The record shows there were several mistakes or errors made in the matter of entering on the books of the petitioner and of Max and Theodore Schoenfeld proper credits and debits resulting from the *953various transactions described in our findings of fact, which errors, in our opinion, are satisfactorily explained and show that there was no attempt made thereby to defraud the United States or evade the payment of any income tax due the United States from the petitioner.

Because of the error of use of the figure $40 instead of $575 as sale price of the Tri-Continental shares, petitioner’s loss is to be reduced by $585.

Counsel for respondent say in their brief:

The important question is not whether the stockholders ever came into ownership of the securities but whether the alleged sales took place within the taxable years. If they did not take place within the taxable years then the losses claimed thereon are not deductible and the taxes are due. If no valid sales wore ever made, or if a subsequent sale was made and the losses were put on the returns with the knowledge on the part of the corporation that no such sales occurred within the taxable years, then the fraud penalties are likewise due.

In the light of the facts and circumstances disclosed by the record and the law of the State of Washington, we are of the opinion and hold that the sales in question were bona fide and that the title to the securities involved herein was intended to pass and did pass from the petitioner to Max and Theodore Schoenfeld in the taxable years, as claimed by the petitioner. We are further of the opinion and hold, in the circumstances shown, that the fact of the securities not being endorsed and having thereon no transfer revenue stamps did not invalidate the sale. The pertinent law of the State of Washington is, as set forth in Remington’s Revised Statutes, as follows:'

Section 5836-18. Property in specific goods passes when parties so intend.
(1) Where there is a contract to sell specific or ascertained goods, the property in them is transferred to the buyer at such time as the parties to the contract intend it to be transferred.
(2) For the purpose of ascertaining the intentions of the parties, regard shall be had to the terms of the contract, the conduct of the parties, usages of trade and the circumstances of the case.
Section 5836-19. Rules for ascertaining intention.
Unless a different intention appears, the following are rules for ascertaining the intention of the parties as to the time at which the property in the goods is to pass to the buyer:
Rule 1. Where there is an unconditional contract to sell specific goods, in a deliverable state, the property in the goods passes to the buyer when the contract is made, and it is immaterial whether the time of payment, or the time of delivery, or both, be postponed.
Rule 2. Where there is a contract to sell specific goods and the seller is bound to do something to the goods for the purpose of putting them into a deliverable state, the property does not pass until such thing be done.

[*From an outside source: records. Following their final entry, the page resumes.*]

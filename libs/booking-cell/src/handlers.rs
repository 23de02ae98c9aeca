use std::sync::Arc;

use axum::{
    extract::{Extension, Path, State},
    http::StatusCode,
    Json,
};
use serde_json::{json, Value};

use shared_config::AppConfig;
use shared_models::auth::SessionContext;
use shared_models::error::ClinicError;

use crate::models::{AvailableSlot, BookSlotRequest};
use crate::services::{bookable_slots, AvailabilityReconciler};

fn availability_body(doctor_id: i64, slots: &[AvailableSlot]) -> Value {
    let bookable: Vec<i64> = bookable_slots(slots).map(AvailableSlot::id).collect();

    json!({
        "doctor_id": doctor_id,
        "slots": slots,
        "bookable_slot_ids": bookable,
        "total": slots.len()
    })
}

pub async fn get_availability(
    State(state): State<Arc<AppConfig>>,
    Extension(session): Extension<SessionContext>,
    Path(doctor_id): Path<i64>,
) -> Result<Json<Value>, ClinicError> {
    let reconciler = AvailabilityReconciler::new(&state);
    let slots = reconciler.load_availability(&session, doctor_id).await?;

    Ok(Json(availability_body(doctor_id, &slots)))
}

pub async fn book_slot(
    State(state): State<Arc<AppConfig>>,
    Extension(session): Extension<SessionContext>,
    Path((doctor_id, slot_id)): Path<(i64, i64)>,
    request: Option<Json<BookSlotRequest>>,
) -> Result<(StatusCode, Json<Value>), ClinicError> {
    let request = request.map(|Json(r)| r).unwrap_or_default();
    let reconciler = AvailabilityReconciler::new(&state);

    let current = reconciler.load_availability(&session, doctor_id).await?;
    let slot = current
        .iter()
        .find(|s| s.id() == slot_id)
        .ok_or_else(|| ClinicError::Validation(format!("Slot {} is not open for booking", slot_id)))?;

    let outcome = reconciler.attempt_booking(&session, slot, request.patient_id).await?;

    let body = match outcome.availability {
        Ok(slots) => json!({
            "reservation": outcome.reservation,
            "availability": availability_body(doctor_id, &slots)
        }),
        Err(e) => json!({
            "reservation": outcome.reservation,
            "availability": null,
            "refresh_error": e.to_string()
        }),
    };

    Ok((StatusCode::CREATED, Json(body)))
}
pub mod handlers;
pub mod models;
pub mod router;
pub mod services;

pub use models::Doctor;
pub use services::DoctorService;
pub use router::doctor_routes;
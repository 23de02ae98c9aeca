pub mod client;

pub use client::ClinicApiClient;
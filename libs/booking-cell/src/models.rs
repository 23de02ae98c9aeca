use serde::{Deserialize, Serialize};

use reservation_cell::models::Reservation;
use shared_models::error::ClinicError;
use slot_cell::models::Slot;

/// A published slot with its derived remaining capacity. Recomputed on every fetch and
/// never persisted.
#[derive(Debug, Clone, PartialEq, Serialize, Deserialize)]
pub struct AvailableSlot {
    #[serde(flatten)]
    pub slot: Slot,
    pub remaining_tickets: u32,
}

impl AvailableSlot {
    pub fn id(&self) -> i64 {
        self.slot.id
    }

    /// Whether the booking affordance for this slot is enabled.
    pub fn is_bookable(&self) -> bool {
        self.remaining_tickets > 0
    }
}

#[derive(Debug, Clone, Default, Serialize, Deserialize)]
pub struct BookSlotRequest {
    /// Required when staff book on a patient's behalf; patients book for themselves.
    pub patient_id: Option<i64>,
}

/// Result of a successful booking. The refresh is reported separately because a failed
/// re-fetch does not undo the reservation the backend already accepted.
#[derive(Debug)]
pub struct BookingOutcome {
    pub reservation: Reservation,
    pub availability: Result<Vec<AvailableSlot>, ClinicError>,
}
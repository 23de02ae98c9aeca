use std::sync::Arc;

use serde_json::json;

use shared_config::AppConfig;
use shared_models::auth::{Role, SessionContext};

pub struct TestConfig {
    pub clinic_api_url: String,
    pub reservation_excluded_statuses: Vec<String>,
}

impl Default for TestConfig {
    fn default() -> Self {
        Self {
            clinic_api_url: "http://localhost:8000".to_string(),
            reservation_excluded_statuses: Vec::new(),
        }
    }
}

impl TestConfig {
    pub fn with_url(url: impl Into<String>) -> Self {
        Self {
            clinic_api_url: url.into(),
            ..Self::default()
        }
    }

    pub fn to_app_config(&self) -> AppConfig {
        AppConfig {
            clinic_api_url: self.clinic_api_url.clone(),
            request_timeout_secs: 5,
            reservation_excluded_statuses: self.reservation_excluded_statuses.clone(),
            gateway_port: 0,
        }
    }

    pub fn to_arc(&self) -> Arc<AppConfig> {
        Arc::new(self.to_app_config())
    }
}

pub struct TestSession;

impl TestSession {
    pub const TOKEN: &'static str = "test-access-token";

    pub fn patient(user_id: i64) -> SessionContext {
        SessionContext::new(Self::TOKEN, Role::Patient).with_user_id(user_id)
    }

    pub fn staff() -> SessionContext {
        SessionContext::new(Self::TOKEN, Role::Staff).with_user_id(1)
    }

    pub fn doctor() -> SessionContext {
        SessionContext::new(Self::TOKEN, Role::Doctor).with_user_id(7)
    }
}

pub struct MockClinicResponses;

impl MockClinicResponses {
    pub fn slot_response(id: i64, doctor_id: i64, status: &str, ticket_count: u32) -> serde_json::Value {
        json!({
            "id": id,
            "unique_id": format!("SLOT-{:04}", id),
            "doctor_id": doctor_id,
            "slot_date_time": "2025-06-02T09:00:00",
            "status": status,
            "ticket_count": ticket_count,
            "created_by": 1,
            "room_no": "R-101"
        })
    }

    pub fn reservation_response(id: i64, slot_id: i64, patient_id: i64) -> serde_json::Value {
        Self::reservation_with_status(id, slot_id, patient_id, "CONFIRM")
    }

    pub fn reservation_with_status(id: i64, slot_id: i64, patient_id: i64, status: &str) -> serde_json::Value {
        json!({
            "id": id,
            "reference_no": format!("RES-{:05}", id),
            "slot_id": slot_id,
            "patient_id": patient_id,
            "ticket_no": id,
            "status": status,
            "created_at": "2025-05-30T12:00:00Z"
        })
    }

    pub fn doctor_response(id: i64, first_name: &str, last_name: &str) -> serde_json::Value {
        json!({
            "id": id,
            "email": format!("{}.{}@clinic.test", first_name.to_lowercase(), last_name.to_lowercase()),
            "first_name": first_name,
            "last_name": last_name,
            "phone": null,
            "specialist_in": "General Practice",
            "department": "OPD",
            "qualification": ["MBBS"]
        })
    }

    pub fn patient_response(id: i64, first_name: &str, last_name: &str) -> serde_json::Value {
        json!({
            "id": id,
            "email": format!("{}.{}@clinic.test", first_name.to_lowercase(), last_name.to_lowercase()),
            "first_name": first_name,
            "last_name": last_name,
            "contact_no": "0771234567",
            "date_of_birth": "1990-04-12",
            "gender": "female",
            "is_active": true,
            "created_at": "2025-01-10T08:00:00",
            "updated_at": "2025-01-10T08:00:00"
        })
    }

    pub fn login_response(token: &str, role: &str) -> serde_json::Value {
        json!({
            "access_token": token,
            "token_type": "bearer",
            "role": role
        })
    }

    pub fn error_response(message: &str) -> serde_json::Value {
        json!({ "detail": message })
    }
}
use std::sync::Arc;

use assert_matches::assert_matches;
use axum::{
    body::Body,
    http::{Request, StatusCode},
};
use serde_json::json;
use tower::ServiceExt;
use wiremock::matchers::{body_string_contains, method, path};
use wiremock::{Mock, MockServer, ResponseTemplate};

use auth_cell::router::auth_routes;
use auth_cell::{LoginRequest, LoginService};
use shared_api_client::ClinicApiClient;
use shared_models::auth::Role;
use shared_models::error::ClinicError;
use shared_utils::test_utils::{MockClinicResponses, TestConfig};

fn service_for(server: &MockServer) -> LoginService {
    let config = TestConfig::with_url(server.uri()).to_app_config();
    LoginService::with_client(Arc::new(ClinicApiClient::new(&config)))
}

fn login_request(expected_role: Option<Role>) -> LoginRequest {
    LoginRequest {
        email: "pat@clinic.test".to_string(),
        password: "hunter2".to_string(),
        expected_role,
    }
}

#[tokio::test]
async fn login_posts_password_grant_and_builds_session() {
    let server = MockServer::start().await;
    Mock::given(method("POST"))
        .and(path("/auth/login"))
        .and(body_string_contains("grant_type=password"))
        .and(body_string_contains("username=pat%40clinic.test"))
        .respond_with(ResponseTemplate::new(200).set_body_json(MockClinicResponses::login_response("tok-1", "patient")))
        .expect(1)
        .mount(&server)
        .await;

    let session = service_for(&server).login(&login_request(Some(Role::Patient))).await.unwrap();

    assert_eq!(session.access_token, "tok-1");
    assert_eq!(session.role, Role::Patient);
}

#[tokio::test]
async fn role_mismatch_fails_login() {
    let server = MockServer::start().await;
    Mock::given(method("POST"))
        .and(path("/auth/login"))
        .respond_with(ResponseTemplate::new(200).set_body_json(MockClinicResponses::login_response("tok-1", "doctor")))
        .mount(&server)
        .await;

    let result = service_for(&server).login(&login_request(Some(Role::Staff))).await;
    assert_matches!(result, Err(ClinicError::Authorization(_)));
}

#[tokio::test]
async fn bad_credentials_are_transport_errors() {
    let server = MockServer::start().await;
    Mock::given(method("POST"))
        .and(path("/auth/login"))
        .respond_with(ResponseTemplate::new(401).set_body_json(MockClinicResponses::error_response("Incorrect username or password")))
        .mount(&server)
        .await;

    let result = service_for(&server).login(&login_request(None)).await;
    assert_matches!(result, Err(ClinicError::Transport { status: Some(401), .. }));
}

#[tokio::test]
async fn blank_credentials_never_reach_backend() {
    let server = MockServer::start().await;
    Mock::given(method("POST"))
        .respond_with(ResponseTemplate::new(200))
        .expect(0)
        .mount(&server)
        .await;

    let request = LoginRequest {
        email: " ".to_string(),
        password: String::new(),
        expected_role: None,
    };
    assert_matches!(service_for(&server).login(&request).await, Err(ClinicError::Validation(_)));
}

#[tokio::test]
async fn session_route_echoes_headers() {
    let app = auth_routes(TestConfig::default().to_arc());
    let response = app
        .oneshot(
            Request::builder()
                .uri("/session")
                .header("authorization", "Bearer t")
                .header("x-clinic-role", "staff")
                .body(Body::empty())
                .unwrap(),
        )
        .await
        .unwrap();
    assert_eq!(response.status(), StatusCode::OK);

    let app = auth_routes(TestConfig::default().to_arc());
    let response = app
        .oneshot(Request::builder().uri("/session").body(Body::empty()).unwrap())
        .await
        .unwrap();
    assert_eq!(response.status(), StatusCode::UNAUTHORIZED);
}

#[tokio::test]
async fn login_route_returns_session_json() {
    let server = MockServer::start().await;
    Mock::given(method("POST"))
        .and(path("/auth/login"))
        .respond_with(ResponseTemplate::new(200).set_body_json(MockClinicResponses::login_response("tok-9", "staff")))
        .mount(&server)
        .await;

    let app = auth_routes(TestConfig::with_url(server.uri()).to_arc());
    let response = app
        .oneshot(
            Request::builder()
                .method("POST")
                .uri("/login")
                .header("content-type", "application/json")
                .body(Body::from(json!({ "email": "s@clinic.test", "password": "pw" }).to_string()))
                .unwrap(),
        )
        .await
        .unwrap();

    assert_eq!(response.status(), StatusCode::OK);
}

With respect to respondent’s insistence that petitioner is or may be subject to the 50 percent penalty as prescribed in section 298 (b) of the Revenue Act of 1932, it is well and definitely settled that fruad is *954never presumed. “Not only is it never presumed, but the ordinary preponderance of evidence is not sufficient to establish such a charge. It must be proved by clear and convincing evidence.” Henry S. Kerbaugh, 29 B. T. A. 1014; affd., 74 Fed. (2d) 749.

The burden of proving fraud is upon the respondent and his proof must be clear and convincing. James Nicholson, 32 B. T. A. 977, 989; affd., 90 Fed. (2d) 978; Charles E. Mitchell, 32 B. T. A. 1093, 1129, 1137; Oscar G. Joseph, 32 B. T. A. 1192, 1204; Harry Feldman, 34 B. T. A. 517, 520.

In view of our findings of fact, there is, in our opinion and we so hold, no sufficient evidence in the record on which to base the imposition of any penalty, and imposition thereof is disapproved.

Decision will be entered under Rule 50.